++++ Data supplied
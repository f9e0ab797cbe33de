//! HTTP surface for [`PostflowError`]
//!
//! Route handlers return `Result<_, PostflowError>` and get the JSON
//! [`ErrorResponse`] body, the mapped status code and `Retry-After` for
//! rate-limited requests.

use axum::http::{header, HeaderValue, StatusCode};
use axum::response::{IntoResponse, Response};
use axum::Json;
use chrono::Utc;

use crate::error::{ErrorResponse, PostflowError};

impl IntoResponse for PostflowError {
    fn into_response(self) -> Response {
        let status =
            StatusCode::from_u16(self.http_status()).unwrap_or(StatusCode::INTERNAL_SERVER_ERROR);

        if status.is_server_error() {
            tracing::error!(error = %self, "Request failed");
        } else {
            tracing::debug!(error = %self, "Request rejected");
        }

        let retry_after = self.retry_after_secs(Utc::now());
        let mut response = (status, Json(ErrorResponse::from(&self))).into_response();
        if let Some(secs) = retry_after {
            response
                .headers_mut()
                .insert(header::RETRY_AFTER, HeaderValue::from(secs));
        }
        response
    }
}
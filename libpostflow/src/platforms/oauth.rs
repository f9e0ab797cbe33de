//! OAuth 2.0 helpers: state tokens, PKCE and token responses

use base64::{engine::general_purpose::URL_SAFE_NO_PAD, Engine};
use rand::Rng;
use serde::Deserialize;
use sha2::{Digest, Sha256};
use url::Url;

use crate::error::{PlatformError, Result};
use crate::types::{AccessTokenData, Platform};

/// Random, URL-safe `state` parameter
pub fn generate_state() -> String {
    let bytes: [u8; 16] = rand::thread_rng().gen();
    URL_SAFE_NO_PAD.encode(bytes)
}

/// PKCE verifier and its S256 challenge
#[derive(Debug, Clone)]
pub struct Pkce {
    pub verifier: String,
    pub challenge: String,
}

impl Pkce {
    pub fn generate() -> Self {
        let bytes: [u8; 32] = rand::thread_rng().gen();
        let verifier = URL_SAFE_NO_PAD.encode(bytes);
        let challenge = challenge_for(&verifier);
        Self {
            verifier,
            challenge,
        }
    }
}

pub fn challenge_for(verifier: &str) -> String {
    URL_SAFE_NO_PAD.encode(Sha256::digest(verifier.as_bytes()))
}

/// Append query parameters to an authorization endpoint
pub fn authorize_url(platform: Platform, base: &str, params: &[(&str, &str)]) -> Result<String> {
    Url::parse_with_params(base, params)
        .map(String::from)
        .map_err(|e| {
            PlatformError::platform(format!("Invalid {} authorization URL: {}", platform, e))
                .with_context("platform", platform.as_str())
                .into()
        })
}

/// Standard OAuth 2.0 token endpoint response
#[derive(Debug, Deserialize)]
pub struct TokenResponse {
    pub access_token: String,
    #[serde(default)]
    pub refresh_token: Option<String>,
    #[serde(default)]
    pub expires_in: Option<i64>,
    #[serde(default)]
    pub token_type: Option<String>,
    #[serde(default)]
    pub scope: Option<String>,
}

impl From<TokenResponse> for AccessTokenData {
    fn from(response: TokenResponse) -> Self {
        AccessTokenData::from_expires_in(
            response.access_token,
            response.refresh_token,
            response.expires_in,
            response.token_type,
            response.scope,
        )
    }
}

pub fn scopes_or(configured: Option<&Vec<String>>, defaults: &[&str], separator: &str) -> String {
    match configured {
        Some(scopes) if !scopes.is_empty() => scopes.join(separator),
        _ => defaults.join(separator),
    }
}

pub fn missing_verifier(platform: Platform) -> crate::error::PostflowError {
    PlatformError::validation(format!("{} authorization requires a PKCE code verifier", platform))
        .with_context("platform", platform.as_str())
        .into()
}
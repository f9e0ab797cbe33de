//! Parsing of human-written schedule times
//!
//! Accepted forms, tried in order:
//! - RFC 3339 timestamps: "2026-11-20T15:00:00Z"
//! - Relative durations: "30m", "2h", "1d", "in 90 minutes"
//! - Natural language: "tomorrow 3pm", "next monday 10am", "2026-11-20 15:00"
//!
//! Relative and natural-language forms are resolved against the `now` the
//! caller passes, so the scheduler's clock decides what "tomorrow" means.

use chrono::{DateTime, Duration, Utc};

use crate::error::{PostflowError, Result};

/// Resolve `input` to an absolute UTC time
pub fn parse_schedule_time(input: &str, now: DateTime<Utc>) -> Result<DateTime<Utc>> {
    let input = input.trim();
    if input.is_empty() {
        return Err(PostflowError::InvalidInput(
            "Schedule time cannot be empty".to_string(),
        ));
    }

    if let Ok(time) = DateTime::parse_from_rfc3339(input) {
        return Ok(time.with_timezone(&Utc));
    }

    let relative = input.strip_prefix("in ").unwrap_or(input);
    if let Some(duration) = parse_duration(relative) {
        return Ok(now + duration);
    }

    chrono_english::parse_date_string(input, now, chrono_english::Dialect::Us).map_err(|e| {
        PostflowError::InvalidInput(format!("Could not parse schedule time '{}': {}", input, e))
    })
}

fn parse_duration(input: &str) -> Option<Duration> {
    let std_duration = humantime::parse_duration(input).ok()?;
    Duration::from_std(std_duration).ok()
}

#[cfg(test)]
mod tests {
    use super::*;
    use chrono::TimeZone;

    fn now() -> DateTime<Utc> {
        Utc.with_ymd_and_hms(2026, 3, 10, 12, 0, 0).unwrap()
    }

    #[test]
    fn test_rfc3339_is_taken_as_is() {
        let time = parse_schedule_time("2026-04-01T09:30:00+02:00", now()).unwrap();
        assert_eq!(time, Utc.with_ymd_and_hms(2026, 4, 1, 7, 30, 0).unwrap());
    }

    #[test]
    fn test_durations_are_relative_to_now() {
        assert_eq!(
            parse_schedule_time("30m", now()).unwrap(),
            now() + Duration::minutes(30)
        );
        assert_eq!(
            parse_schedule_time("2h", now()).unwrap(),
            now() + Duration::hours(2)
        );
        assert_eq!(
            parse_schedule_time("1d", now()).unwrap(),
            now() + Duration::days(1)
        );
        assert_eq!(
            parse_schedule_time("in 90 minutes", now()).unwrap(),
            now() + Duration::minutes(90)
        );
    }

    #[test]
    fn test_natural_language() {
        let tomorrow = parse_schedule_time("tomorrow", now()).unwrap();
        let hours = (tomorrow - now()).num_hours();
        assert!((12..=36).contains(&hours), "got {} hours", hours);

        let absolute = parse_schedule_time("2026-11-20 15:00", now()).unwrap();
        assert_eq!(absolute.date_naive().to_string(), "2026-11-20");
    }

    #[test]
    fn test_garbage_is_invalid_input() {
        for input in ["", "   ", "not a time at all", "random:10m-20m"] {
            let err = parse_schedule_time(input, now()).unwrap_err();
            assert!(matches!(err, PostflowError::InvalidInput(_)), "{}", input);
        }
    }
}
use anyhow::Context;
use serde_json::{json, Value};
use std::io::Read;

use crate::cli::utils::{output_error, output_success};
use crate::cli::OutputFormat;
use crate::services::ClientInputError;
use crate::validation::{self, ValidationError};

pub fn handle(input: &str, output_format: OutputFormat) -> anyhow::Result<()> {
    let raw = read_input(input)?;

    match check(&raw) {
        Ok(normalized) => output_success(
            &output_format,
            "Submission passes all rules",
            Some(json!({ "submission": normalized })),
        ),
        Err(err) => {
            output_error(&output_format, &err.to_string(), Some(error_code(&err)))?;
            anyhow::bail!("submission rejected")
        }
    }
}

/// Same body handling as the endpoint: empty, malformed, then the rules
pub fn check(raw: &str) -> Result<Value, ClientInputError> {
    if raw.is_empty() {
        return Err(ClientInputError::MissingBody);
    }
    let value: Value = serde_json::from_str(raw).map_err(|_| ClientInputError::InvalidJson)?;
    let submission = validation::validate(&value)?;
    Ok(json!(submission))
}

fn error_code(err: &ClientInputError) -> &'static str {
    match err {
        ClientInputError::MissingBody => "missing_body",
        ClientInputError::InvalidJson => "invalid_json",
        ClientInputError::Invalid(rule) => ValidationError::rule(rule),
    }
}

fn read_input(input: &str) -> anyhow::Result<String> {
    if input == "-" {
        let mut buf = String::new();
        std::io::stdin()
            .read_to_string(&mut buf)
            .context("failed to read stdin")?;
        Ok(buf)
    } else {
        std::fs::read_to_string(input).with_context(|| format!("failed to read {}", input))
    }
}
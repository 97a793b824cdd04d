use async_trait::async_trait;
use chrono::Utc;
use std::sync::Mutex;

use crate::types::SubmissionRecord;

#[derive(Debug, thiserror::Error)]
pub enum StoreError {
    #[error("Store backend error: {0}")]
    Backend(String),
    #[error("Store rejected record {submission_id}: {reason}")]
    Rejected { submission_id: String, reason: String },
}

/// Write-once persistence for accepted submissions.
///
/// Records are keyed by `submission_id` and expire on their own at `ttl`;
/// nothing here reads them back.
#[async_trait]
pub trait SubmissionStore: Send + Sync {
    /// Backend name for logging and debugging
    fn name(&self) -> &'static str;

    /// Persist one record. Ownership passes to the store.
    async fn save(&self, record: SubmissionRecord) -> Result<(), StoreError>;
}

/// Process-local store used for development runs and tests.
///
/// Expired records are dropped on each write, so the default backend stays bounded
/// by the submissions of the last TTL window.
#[derive(Debug, Default)]
pub struct MemoryStore {
    records: Mutex<Vec<SubmissionRecord>>,
}

impl MemoryStore {
    pub fn new() -> Self {
        Self::default()
    }

    /// Snapshot of everything saved so far, in write order
    pub fn records(&self) -> Vec<SubmissionRecord> {
        self.records.lock().unwrap_or_else(|e| e.into_inner()).clone()
    }

    pub fn len(&self) -> usize {
        self.records.lock().unwrap_or_else(|e| e.into_inner()).len()
    }

    pub fn is_empty(&self) -> bool {
        self.len() == 0
    }
}

#[async_trait]
impl SubmissionStore for MemoryStore {
    fn name(&self) -> &'static str {
        "memory"
    }

    async fn save(&self, record: SubmissionRecord) -> Result<(), StoreError> {
        tracing::debug!(submission_id = %record.submission_id, "Saving submission in memory");
        let now = Utc::now().timestamp();
        let mut records = self.records.lock().unwrap_or_else(|e| e.into_inner());

        let before = records.len();
        records.retain(|r| r.ttl > now);
        let expired = before - records.len();
        if expired > 0 {
            tracing::debug!(expired, "Dropped expired submissions");
        }

        // A record that arrives already expired is not kept either
        if record.ttl > now {
            records.push(record);
        }
        Ok(())
    }
}

#[cfg(test)]
mod tests {
    use super::*;
    use crate::types::{ClientInfo, ValidatedSubmission};
    use chrono::{DateTime, Duration};

    fn record(name: &str) -> SubmissionRecord {
        record_at(name, Utc::now())
    }

    fn record_at(name: &str, created: DateTime<Utc>) -> SubmissionRecord {
        SubmissionRecord::new(
            ValidatedSubmission {
                name: name.to_string(),
                email: "someone@example.com".to_string(),
                message: "A message long enough to be stored.".to_string(),
            },
            ClientInfo::default(),
            created,
        )
    }

    #[tokio::test]
    async fn test_memory_store_keeps_write_order() {
        let store = MemoryStore::new();
        assert!(store.is_empty());

        store.save(record("first")).await.unwrap();
        store.save(record("second")).await.unwrap();

        let names: Vec<_> = store.records().into_iter().map(|r| r.name).collect();
        assert_eq!(names, vec!["first", "second"]);
        assert_eq!(store.len(), 2);
    }

    #[tokio::test]
    async fn test_memory_store_drops_expired_records() {
        let store = MemoryStore::new();

        store.save(record_at("stale", Utc::now() - Duration::days(365))).await.unwrap();
        store.save(record("fresh")).await.unwrap();

        let names: Vec<_> = store.records().into_iter().map(|r| r.name).collect();
        assert_eq!(names, vec!["fresh"]);
    }

    #[tokio::test]
    async fn test_memory_store_evicts_on_later_write() {
        let store = MemoryStore::new();
        let mut aging = record("aging");
        aging.ttl = Utc::now().timestamp() + 3600;
        store.save(aging).await.unwrap();
        assert_eq!(store.len(), 1);

        // Simulate the TTL passing while the record sits in the store
        store.records.lock().unwrap()[0].ttl = Utc::now().timestamp() - 1;
        store.save(record("next")).await.unwrap();

        let names: Vec<_> = store.records().into_iter().map(|r| r.name).collect();
        assert_eq!(names, vec!["next"]);
    }
}
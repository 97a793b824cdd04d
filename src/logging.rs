use tracing_subscriber::EnvFilter;

/// Install the global subscriber. `RUST_LOG` filters (default `info`);
/// `LOG_FORMAT=json` switches to one JSON object per line.
pub fn init_tracing() {
    let filter = EnvFilter::try_from_default_env().unwrap_or_else(|_| EnvFilter::new("info"));
    let builder = tracing_subscriber::fmt().with_env_filter(filter);

    let result = match std::env::var("LOG_FORMAT").as_deref() {
        Ok("json") => builder.json().try_init(),
        _ => builder.try_init(),
    };

    // A subscriber may already be installed (tests, embedding)
    if let Err(e) = result {
        eprintln!("tracing subscriber not installed: {e}");
    }
}
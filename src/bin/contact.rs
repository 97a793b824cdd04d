use clap::Parser;
use contact_intake::cli::Cli;

#[tokio::main]
async fn main() -> anyhow::Result<()> {
    let _ = dotenvy::dotenv();
    tracing_subscriber::fmt()
        .with_env_filter(
            tracing_subscriber::EnvFilter::try_from_default_env()
                .unwrap_or_else(|_| tracing_subscriber::EnvFilter::new("warn")),
        )
        .with_writer(std::io::stderr)
        .init();

    let cli = Cli::parse();

    if let Err(e) = contact_intake::cli::run(cli).await {
        match std::env::var("CLI_VERBOSE").as_deref() {
            Ok("true") | Ok("1") => eprintln!("Error: {e:?}"),
            _ => eprintln!("Error: {e}"),
        }
        std::process::exit(1);
    }

    Ok(())
}
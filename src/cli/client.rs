use anyhow::Context;
use reqwest::{header::HeaderMap, StatusCode};
use serde_json::Value;
use std::time::Duration;
use url::Url;

/// Status, headers and decoded JSON body of one endpoint call
#[derive(Debug)]
pub struct EndpointResponse {
    pub status: StatusCode,
    pub headers: HeaderMap,
    pub body: Value,
}

impl EndpointResponse {
    /// `error` field of an error body, lower-cased for rule matching
    pub fn error_text(&self) -> String {
        self.body
            .get("error")
            .and_then(Value::as_str)
            .unwrap_or_default()
            .to_lowercase()
    }

    pub fn has_header(&self, name: &str) -> bool {
        self.headers.contains_key(name)
    }
}

/// HTTP client for a contact endpoint
pub struct ContactClient {
    http: reqwest::Client,
    url: Url,
}

impl ContactClient {
    pub fn new(url: &str, timeout: Duration) -> anyhow::Result<Self> {
        let url = Url::parse(url).with_context(|| format!("invalid endpoint URL: {}", url))?;
        if !matches!(url.scheme(), "http" | "https") {
            anyhow::bail!("endpoint URL must be http or https, got {}", url.scheme());
        }

        let http = reqwest::Client::builder()
            .timeout(timeout)
            .build()
            .context("failed to build HTTP client")?;

        Ok(Self { http, url })
    }

    pub fn url(&self) -> &Url {
        &self.url
    }

    pub async fn preflight(&self) -> anyhow::Result<EndpointResponse> {
        let response = self
            .http
            .request(reqwest::Method::OPTIONS, self.url.clone())
            .header("Origin", "https://example.com")
            .header("Access-Control-Request-Method", "POST")
            .send()
            .await
            .context("preflight request failed")?;
        Self::read(response).await
    }

    pub async fn submit(&self, payload: &Value) -> anyhow::Result<EndpointResponse> {
        let response = self
            .http
            .post(self.url.clone())
            .json(payload)
            .send()
            .await
            .context("submission request failed")?;
        Self::read(response).await
    }

    async fn read(response: reqwest::Response) -> anyhow::Result<EndpointResponse> {
        let status = response.status();
        let headers = response.headers().clone();
        let bytes = response.bytes().await.context("failed to read response body")?;
        // Non-JSON bodies (gateway errors, empty 204s) are kept as a string
        let body = serde_json::from_slice(&bytes)
            .unwrap_or_else(|_| Value::String(String::from_utf8_lossy(&bytes).into_owned()));

        Ok(EndpointResponse {
            status,
            headers,
            body,
        })
    }
}
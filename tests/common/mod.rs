#![allow(dead_code)]

use std::net::SocketAddr;
use std::sync::Arc;

use anyhow::{Context, Result};
use async_trait::async_trait;
use axum::{
    body::Body,
    http::{HeaderMap, Request, StatusCode},
    Router,
};
use serde_json::Value;
use tower::ServiceExt;

use contact_intake::services::{
    EmailNotification, MemoryNotifier, MemoryStore, Notifier, NotifyError, Ports, StoreError,
    SubmissionStore,
};
use contact_intake::types::SubmissionRecord;
use contact_intake::{app, AppConfig, AppState};

pub const OPERATOR: &str = "owner@example.com";

pub fn valid_payload() -> Value {
    serde_json::json!({
        "name": "John Doe",
        "email": "john.doe@example.com",
        "message": "This is a test message that is long enough to pass validation."
    })
}

/// Router wired to in-memory ports, plus handles to inspect them
pub struct TestApp {
    pub router: Router,
    pub store: Arc<MemoryStore>,
    pub notifier: Arc<MemoryNotifier>,
}

impl TestApp {
    pub fn new() -> Self {
        Self::with_config(AppConfig::development(OPERATOR))
    }

    pub fn with_config(config: AppConfig) -> Self {
        let store = Arc::new(MemoryStore::new());
        let notifier = Arc::new(MemoryNotifier::new());
        let ports = Ports {
            store: store.clone(),
            notifier: notifier.clone(),
        };
        let router = build_router(&config, ports);
        Self {
            router,
            store,
            notifier,
        }
    }
}

pub fn build_router(config: &AppConfig, ports: Ports) -> Router {
    let state = AppState::new(config, ports).expect("valid test state");
    app(state, config.api.max_body_bytes)
}

/// Router whose ports are the given doubles
pub fn router_with(
    store: Arc<dyn SubmissionStore>,
    notifier: Arc<dyn Notifier>,
) -> Router {
    build_router(
        &AppConfig::development(OPERATOR),
        Ports { store, notifier },
    )
}

pub struct TestResponse {
    pub status: StatusCode,
    pub headers: HeaderMap,
    pub body: Value,
}

impl TestResponse {
    pub fn error(&self) -> String {
        self.body["error"].as_str().unwrap_or_default().to_string()
    }

    pub fn header(&self, name: &str) -> &str {
        self.headers
            .get(name)
            .and_then(|v| v.to_str().ok())
            .unwrap_or_default()
    }
}

pub async fn send(router: &Router, request: Request<Body>) -> TestResponse {
    let response = router.clone().oneshot(request).await.expect("infallible router");
    let status = response.status();
    let headers = response.headers().clone();
    let bytes = axum::body::to_bytes(response.into_body(), usize::MAX)
        .await
        .expect("readable body");
    let body = serde_json::from_slice(&bytes).unwrap_or(Value::Null);
    TestResponse {
        status,
        headers,
        body,
    }
}

pub fn post(path: &str, body: impl Into<Body>) -> Request<Body> {
    Request::builder()
        .method("POST")
        .uri(path)
        .header("content-type", "application/json")
        .body(body.into())
        .expect("valid request")
}

pub fn post_json(path: &str, payload: &Value) -> Request<Body> {
    post(path, serde_json::to_vec(payload).expect("serializable payload"))
}

pub fn request(method: &str, path: &str) -> Request<Body> {
    Request::builder()
        .method(method)
        .uri(path)
        .body(Body::empty())
        .expect("valid request")
}

pub struct FailingStore;

#[async_trait]
impl SubmissionStore for FailingStore {
    fn name(&self) -> &'static str {
        "failing"
    }

    async fn save(&self, _record: SubmissionRecord) -> Result<(), StoreError> {
        Err(StoreError::Backend("ProvisionedThroughputExceededException".to_string()))
    }
}

pub struct PanickingStore;

#[async_trait]
impl SubmissionStore for PanickingStore {
    fn name(&self) -> &'static str {
        "panicking"
    }

    async fn save(&self, _record: SubmissionRecord) -> Result<(), StoreError> {
        panic!("store client exploded")
    }
}

pub struct FailingNotifier;

#[async_trait]
impl Notifier for FailingNotifier {
    fn name(&self) -> &'static str {
        "failing"
    }

    async fn send(&self, _notification: &EmailNotification) -> Result<(), NotifyError> {
        Err(NotifyError::Rejected("Email address is not verified".to_string()))
    }
}

/// Serve `router` on a free local port; returns the base URL
pub async fn spawn_server(router: Router) -> Result<String> {
    let port = portpicker::pick_unused_port().context("failed to pick free port")?;
    let addr = SocketAddr::from(([127, 0, 0, 1], port));
    let listener = tokio::net::TcpListener::bind(addr)
        .await
        .with_context(|| format!("failed to bind {}", addr))?;

    tokio::spawn(async move {
        axum::serve(
            listener,
            router.into_make_service_with_connect_info::<SocketAddr>(),
        )
        .await
        .expect("server");
    });

    Ok(format!("http://{}", addr))
}
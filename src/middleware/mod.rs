pub mod client_info;
pub mod response;

pub use client_info::client_info_from;
pub use response::ResponseBuilder;
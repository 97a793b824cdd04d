use axum::{extract::State, http::StatusCode, response::Response};
use serde_json::json;

use crate::app::AppState;

/// GET /health - liveness only, touches neither store nor notifier
pub async fn health(State(state): State<AppState>) -> Response {
    state.responses.json(
        StatusCode::OK,
        json!({
            "status": "ok",
            "timestamp": chrono::Utc::now(),
        }),
    )
}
++++++++
** Your assignment **
Check each line of the records above, and copy those that hold the word "next".

** Result of the exercise **
//! - Natural language: "tomorrow 3pm", "next monday 10am", "2026-11-20 15:00"
        store.save(record("next")).await.unwrap();
        assert_eq!(names, vec!["next"]);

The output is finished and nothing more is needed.